• _Exercise instructions_: Count how many lines in this material contain "DecodedSheet". The answer is that number alone.

━━━━━ Provided material ━━━━━

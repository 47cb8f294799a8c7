use chrono::NaiveDate;
use serde::{Deserialize, Serialize};

use crate::application::{ImportError, RowIssue};
use crate::domain::{normalize_item, normalize_model, parse_amount, Category, Transaction};

/// Column layout shared by CSV backups and the remote sheet.
pub const COLUMNS: [&str; 5] = ["Date", "Model", "Item", "Category", "Price"];

const DATE_FORMAT: &str = "%Y-%m-%d";

/// A raw table of strings: one header row and any number of data rows.
/// This is the wire shape of a ledger snapshot; nothing about it is validated until
/// it is decoded.
#[derive(Debug, Clone, Default, PartialEq, Eq, Serialize, Deserialize)]
pub struct Sheet {
    pub headers: Vec<String>,
    pub rows: Vec<Vec<String>>,
}

/// Records recovered from a sheet plus the rows that were left out.
#[derive(Debug, Clone, Default)]
pub struct DecodedSheet {
    pub records: Vec<Transaction>,
    pub issues: Vec<RowIssue>,
}

impl Sheet {
    /// Encode records in ledger order.
    pub fn from_records(records: &[Transaction]) -> Self {
        let rows = records
            .iter()
            .map(|t| {
                vec![
                    t.date.format(DATE_FORMAT).to_string(),
                    t.model.clone(),
                    t.item.clone(),
                    t.category.as_str().to_string(),
                    t.price.to_string(),
                ]
            })
            .collect();

        Self {
            headers: COLUMNS.iter().map(|c| c.to_string()).collect(),
            rows,
        }
    }

    /// A sheet nobody has written to yet: no header and no rows.
    pub fn is_blank(&self) -> bool {
        self.headers.is_empty() && self.rows.is_empty()
    }

    /// Decode the table into transactions.
    ///
    /// Headers are matched trimmed and case-insensitively; extra columns are ignored.
    /// A missing required column rejects the whole sheet. Rows without an item or a
    /// positive price, or with a cell that does not parse, are skipped and reported.
    /// Model and item text is normalized the same way as recorded input.
    pub fn decode(&self) -> Result<DecodedSheet, ImportError> {
        if self.is_blank() {
            return Ok(DecodedSheet::default());
        }

        let mut positions = [0usize; 5];
        let mut missing = Vec::new();
        for (slot, column) in positions.iter_mut().zip(COLUMNS) {
            match self
                .headers
                .iter()
                .position(|h| h.trim().eq_ignore_ascii_case(column))
            {
                Some(idx) => *slot = idx,
                None => missing.push(column.to_string()),
            }
        }
        if !missing.is_empty() {
            return Err(ImportError::SchemaMismatch(missing));
        }

        let [date_idx, model_idx, item_idx, category_idx, price_idx] = positions;
        let mut decoded = DecodedSheet::default();

        for (row_num, row) in self.rows.iter().enumerate() {
            let line = row_num + 2;

            // Blank trailing lines from spreadsheet exports
            if row.iter().all(|c| c.trim().is_empty()) {
                continue;
            }

            match decode_row(
                cell(row, date_idx),
                cell(row, model_idx),
                cell(row, item_idx),
                cell(row, category_idx),
                cell(row, price_idx),
            ) {
                Ok(record) => decoded.records.push(record),
                Err((field, error)) => decoded.issues.push(RowIssue {
                    line,
                    field: Some(field.to_string()),
                    error,
                }),
            }
        }

        Ok(decoded)
    }
}

fn cell(row: &[String], idx: usize) -> &str {
    row.get(idx).map(|s| s.trim()).unwrap_or("")
}

fn decode_row(
    date: &str,
    model: &str,
    item: &str,
    category: &str,
    price: &str,
) -> Result<Transaction, (&'static str, String)> {
    if item.is_empty() {
        return Err(("Item", "missing item".to_string()));
    }
    if price.is_empty() {
        return Err(("Price", "missing price".to_string()));
    }

    let date = parse_date_cell(date).ok_or_else(|| ("Date", format!("invalid date '{}'", date)))?;
    let category = Category::from_str(category)
        .ok_or_else(|| ("Category", format!("unknown category '{}'", category)))?;
    let price = parse_amount(price).map_err(|e| ("Price", e.to_string()))?;
    if price == 0 {
        return Err(("Price", "price must be greater than zero".to_string()));
    }

    Ok(Transaction::new(
        date,
        normalize_model(model),
        normalize_item(item),
        category,
        price,
    ))
}

/// `YYYY-MM-DD`, also accepting a trailing time part as spreadsheets sometimes write it.
fn parse_date_cell(s: &str) -> Option<NaiveDate> {
    NaiveDate::parse_from_str(s, DATE_FORMAT)
        .ok()
        .or_else(|| s.get(..10).and_then(|d| NaiveDate::parse_from_str(d, DATE_FORMAT).ok()))
}

#[cfg(test)]
mod tests {
    use super::*;

    fn row(cells: &[&str]) -> Vec<String> {
        cells.iter().map(|c| c.to_string()).collect()
    }

    fn sheet(headers: &[&str], rows: &[&[&str]]) -> Sheet {
        Sheet {
            headers: row(headers),
            rows: rows.iter().map(|r| row(r)).collect(),
        }
    }

    #[test]
    fn test_encode_layout() {
        let date = NaiveDate::from_ymd_opt(2024, 3, 9).unwrap();
        let sheet = Sheet::from_records(&[Transaction::new(
            date,
            "A10S",
            "Screen",
            Category::SpareGood,
            15000,
        )]);

        assert_eq!(sheet.headers, row(&COLUMNS));
        assert_eq!(sheet.rows, vec![row(&["2024-03-09", "A10S", "Screen", "Spare/Good", "15000"])]);
    }

    #[test]
    fn test_decode_ignores_extra_columns_and_header_case() {
        let sheet = sheet(
            &["", "date", "MODEL", "Item ", "Category", "Price", "Notes"],
            &[&["0", "2024-03-09", "A10S", "Screen", "Spare/Good", "15000", "paid"]],
        );

        let decoded = sheet.decode().unwrap();
        assert_eq!(decoded.records.len(), 1);
        assert_eq!(decoded.records[0].item, "Screen");
        assert_eq!(decoded.records[0].price, 15000);
        assert!(decoded.issues.is_empty());
    }

    #[test]
    fn test_decode_missing_column_is_schema_mismatch() {
        let sheet = sheet(&["Date", "Model", "Item", "Category"], &[]);

        match sheet.decode() {
            Err(ImportError::SchemaMismatch(missing)) => assert_eq!(missing, vec!["Price"]),
            other => panic!("expected schema mismatch, got {:?}", other.map(|d| d.records)),
        }
    }

    #[test]
    fn test_decode_skips_rows_missing_item_or_price() {
        let sheet = sheet(
            &COLUMNS,
            &[
                &["2024-03-09", "A10S", "", "Spare/Good", "15000"],
                &["2024-03-09", "A10S", "Glass", "Spare/Good", ""],
                &["2024-03-09", "", "Unlock", "Job/Service", "3000"],
            ],
        );

        let decoded = sheet.decode().unwrap();
        assert_eq!(decoded.records.len(), 1);
        assert_eq!(decoded.records[0].model, "N/A");
        assert_eq!(decoded.issues.len(), 2);
        assert_eq!(decoded.issues[0].line, 2);
        assert_eq!(decoded.issues[0].field.as_deref(), Some("Item"));
        assert_eq!(decoded.issues[1].line, 3);
        assert_eq!(decoded.issues[1].field.as_deref(), Some("Price"));
    }

    #[test]
    fn test_decode_reports_unparsable_cells() {
        let sheet = sheet(
            &COLUMNS,
            &[
                &["09/03/2024", "A10S", "Screen", "Spare/Good", "15000"],
                &["2024-03-09", "A10S", "Screen", "Gift", "15000"],
                &["2024-03-09", "A10S", "Screen", "Spare/Good", "-1"],
                &["2024-03-09 00:00:00", "A10S", "Screen", "Spare/Good", "15000.0"],
            ],
        );

        let decoded = sheet.decode().unwrap();
        assert_eq!(decoded.records.len(), 1);
        let fields: Vec<_> = decoded.issues.iter().filter_map(|i| i.field.as_deref()).collect();
        assert_eq!(fields, vec!["Date", "Category", "Price"]);
    }

    #[test]
    fn test_decode_skips_zero_price() {
        let sheet = sheet(
            &COLUMNS,
            &[
                &["2024-03-09", "A10S", "Screen", "Spare/Good", "0"],
                &["2024-03-09", "A10S", "Glass", "Spare/Good", "0.0"],
            ],
        );

        let decoded = sheet.decode().unwrap();
        assert!(decoded.records.is_empty());
        assert_eq!(decoded.issues.len(), 2);
        assert!(decoded.issues.iter().all(|i| i.field.as_deref() == Some("Price")));
    }

    #[test]
    fn test_decode_normalizes_model_and_item() {
        let sheet = sheet(
            &COLUMNS,
            &[
                &["2024-03-09", " a10s ", "lcd SCREEN", "Spare/Good", "15000"],
                &["2024-03-09", "   ", "unlock", "Job/Service", "3000"],
            ],
        );

        let decoded = sheet.decode().unwrap();
        assert_eq!(decoded.records[0].model, "A10S");
        assert_eq!(decoded.records[0].item, "Lcd Screen");
        assert_eq!(decoded.records[1].model, "N/A");
        assert_eq!(decoded.records[1].item, "Unlock");
    }

    #[test]
    fn test_blank_sheet_decodes_to_nothing() {
        let decoded = Sheet::default().decode().unwrap();
        assert!(decoded.records.is_empty());
        assert!(decoded.issues.is_empty());
    }
}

━━━━━

• _Exercise answer_: 4